Wednesday, September 4, 2013

Mental impoverishment

A few days ago, I discussed a study published in Science that showed the impact poverty and financial concerns have on cognitive function. Matthew Yglesias does a much better job in framing the results that I did.
But the impact on cognitive skills is especially noteworthy for how it should influence our understanding of poverty. Poor people—like all people—make some bad choices. There is some evidence that poor people make more of these bad choices than the average person. This evidence can easily lead to the blithe conclusion that bad choices, rather than economic conditions, are the cause of poverty. The new research shows that this is—at least to some extent—exactly backward. It’s poverty itself (perhaps mediated by the unusually severe forms of decision fatigue than can affect the poor) that undermines judgment and leads to poor decision-making.
There is a large body of evidence that indicates stress disrupts attention, memory, and problem-solving. Chronic stress even causes some areas of the brain to shrink and atrophy.

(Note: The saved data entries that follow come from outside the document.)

use std::io::Write;

use zip::write::SimpleFileOptions;

use super::*;

fn build_docx(document_xml: &str) -> Vec<u8> {
    let mut writer = zip::ZipWriter::new(Cursor::new(Vec::new()));
    let options =
        SimpleFileOptions::default().compression_method(zip::CompressionMethod::Stored);
    writer
        .start_file("word/document.xml", options)
        .expect("can start zip entry");
    writer
        .write_all(document_xml.as_bytes())
        .expect("can write zip entry");
    writer.finish().expect("can finish zip").into_inner()
}

#[test]
fn extension_helpers() {
    assert_eq!(file_extension("report.PDF"), ".pdf");
    assert_eq!(file_extension("archive.tar.gz"), ".gz");
    assert_eq!(file_extension("README"), "");
    assert_eq!(normalize_extension("PDF"), ".pdf");
    assert_eq!(normalize_extension(".Docx"), ".docx");
    assert_eq!(normalize_extension("  "), "");
}

#[test]
fn plain_text_is_passed_through() {
    let extractor = DocumentExtractor;
    let text = extractor
        .extract("\u{feff}Hello world.".as_bytes(), ".txt")
        .expect("text extracts");
    assert_eq!(text, "Hello world.");

    let text = extractor
        .extract(b"# Title\n\nBody", "md")
        .expect("markdown extracts");
    assert_eq!(text, "# Title\n\nBody");
}

#[test]
fn csv_becomes_markdown_table() {
    let extractor = DocumentExtractor;
    let text = extractor
        .extract(b"name,city\nAsha,Pune\nRavi,Delhi,extra\n", ".csv")
        .expect("csv extracts");

    let lines = text.lines().collect::<Vec<_>>();
    assert_eq!(lines[0], "| name | city |  |");
    assert_eq!(lines[1], "| --- | --- | --- |");
    assert_eq!(lines[2], "| Asha | Pune |  |");
    assert_eq!(lines[3], "| Ravi | Delhi | extra |");
}

#[test]
fn empty_csv_has_no_text() {
    let text = DocumentExtractor
        .extract(b"", ".csv")
        .expect("empty csv extracts");
    assert!(text.trim().is_empty());
}

#[test]
fn docx_paragraphs_become_lines() {
    let xml = r#"<?xml version="1.0" encoding="UTF-8" standalone="yes"?>
<w:document xmlns:w="http://schemas.openxmlformats.org/wordprocessingml/2006/main">
  <w:body>
    <w:p><w:r><w:t>Quarterly</w:t></w:r><w:r><w:t xml:space="preserve"> report &amp; summary</w:t></w:r></w:p>
    <w:p><w:r><w:t>Second</w:t><w:tab/><w:t>paragraph</w:t></w:r></w:p>
  </w:body>
</w:document>"#;

    let text = DocumentExtractor
        .extract(&build_docx(xml), ".docx")
        .expect("docx extracts");

    assert!(text.contains("Quarterly report & summary\n"));
    assert!(text.contains("Second\tparagraph\n"));
}

#[test]
fn docx_without_body_fails() {
    let mut writer = zip::ZipWriter::new(Cursor::new(Vec::new()));
    writer
        .start_file("other.xml", SimpleFileOptions::default())
        .expect("can start zip entry");
    let bytes = writer.finish().expect("can finish zip").into_inner();

    let result = DocumentExtractor.extract(&bytes, ".docx");
    assert!(matches!(result, Err(QaError::Extraction(msg)) if msg.contains("word/document.xml")));
}

#[test]
fn malformed_binary_formats_fail() {
    let extractor = DocumentExtractor;
    for extension in [".pdf", ".docx", ".xlsx"] {
        let result = extractor.extract(b"definitely not a document", extension);
        assert!(
            matches!(result, Err(QaError::Extraction(_))),
            "{extension} should fail to extract"
        );
    }
}

#[test]
fn unsupported_formats_fail() {
    let result = DocumentExtractor.extract(b"\x89PNG", ".png");
    assert!(matches!(result, Err(QaError::Extraction(msg)) if msg.contains("unsupported")));

    let result = DocumentExtractor.extract(b"data", "");
    assert!(matches!(result, Err(QaError::Extraction(_))));
}

#[test]
fn supported_extensions_are_normalized() {
    for extension in DocumentExtractor.supported_extensions() {
        assert_eq!(normalize_extension(extension), *extension);
    }
}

Yglesias puts the study findings in the context of our nation's increasingly callous and punitive approaches to the people struggling at the bottom of the economic ladder.
This paternalistic notion that we should be relatively stingy with help, and make sure to attach it to complicated eligibility requirements and tests, may itself be contributing to the problem of poverty. At home or abroad, the strain of constantly worrying about money is a substantial barrier to the smart decision-making that people in tough circumstances need to succeed. One of the best ways to help the poor help themselves, in other words, is to simply make them less poor.
If God were as stingy with grace and love as our society is towards those in need, our spiritual poverty would be eternal.